Imaginez un manoir sur la côte des Cornouailles vers 1829, une jeune femme de chambre
qui se voit confier un horrible secret par sa maîtresse mourante, secret tellement terrible pour Sarah Leeson qu’elle décide de cacher la lettre dans les parties inhabitées du manoir et
disparaître à tout jamais.
Néanmoins, comme l’on peut s’en douter, le destin va la rattraper au travers la descendance de sa défunte maîtresse une bonne quinzaine d’années plus tard.
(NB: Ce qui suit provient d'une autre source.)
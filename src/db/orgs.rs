use sqlx::PgPool;

use crate::models::Org;
use crate::options::OptionItem;

/// Active orgs as selector options. Newest first, matching the original
/// ordering of the user form.
pub async fn options(pool: &PgPool) -> Result<Vec<OptionItem>, sqlx::Error> {
    sqlx::query_as::<_, OptionItem>(
        "SELECT id, name AS text FROM orgs WHERE is_active = 1 ORDER BY id DESC",
    )
    .fetch_all(pool)
    .await
}

pub async fn find_by_id(pool: &PgPool, id: i64) -> Result<Option<Org>, sqlx::Error> {
    sqlx::query_as::<_, Org>("SELECT * FROM orgs WHERE id = $1")
        .bind(id)
        .fetch_optional(pool)
        .await
}

pub async fn create(pool: &PgPool, name: &str) -> Result<Org, sqlx::Error> {
    sqlx::query_as::<_, Org>("INSERT INTO orgs (name) VALUES ($1) RETURNING id, name, is_active")
        .bind(name)
        .fetch_one(pool)
        .await
}
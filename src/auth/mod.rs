pub mod extractor;
pub mod gate;
pub mod jwt;
pub mod password;
pub mod auth_redirect;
Et c’est une pléthore de personnages qui va se trouver mêlée à cette longue enquête.
Mon avis :
Un roman typiquement classique, so british, je ne connaissais pas Wilkie Collins. Peut-être un peu long à mon goût, très romantique, mais plutôt agréable à lire (on n'écrit plus comme ça de nos jours) avec quelques passages comiques ou bien émouvants. J’ai été suffisamment gourde pour ne pas deviner le secret dont le contenu a réussi à me surprendre… Alors que c’était tout à fait prévisible. Bref…
Un roman à déguster avec une tranche de cake et un bon thé. Et j'ai failli oublier : une lecture dans le cadre du Club !
Sur l’auteur : Wilkie Collins est un écrivain britannique de l’époque victorienne. Après des études de droit et l’obtention d’un diplôme d’avocat en 1851, il
connaît son premier succès avec Antonina en 1850. Il rencontre Charles Dickens en 1851 qui deviendra à la fois son ami et principal
éditeur. Ses livres sont qualifiés de «romans à sensation », genre précurseur du roman policier et du roman à suspense. Au cours de sa carrière
il a écrit 27 romans, plus de 50 nouvelles, au moins 15 pièces de théâtres et plus de 100 essais.
(sur cette photo, on dirait le Père Noël...)
Extraits :
& A ces mots Mrs. Jazeph sursauta comme si on l’eût frappée et s’écarta brusquement pour regagner la fenêtre.
- Je ne vous ai pas offensée, j’espère, dit Rosamond en observant ce recul. J’ai la triste habitude de dire tout ce qui me passe par la tête. Et j’ai vraiment cru lire dans vos yeux, à l’instant, que quelque chose en moi vous effrayait ou vous faisait souffrir.
& Comme la grande majorité des hommes dotés d’une stupidité opaque, il éprouvait un plaisir intense à s’écouter parler, et il flairait, à la suite des événements qui venaient de se produire dans la maison, une occasion exceptionnelle de s’offrir ce luxe.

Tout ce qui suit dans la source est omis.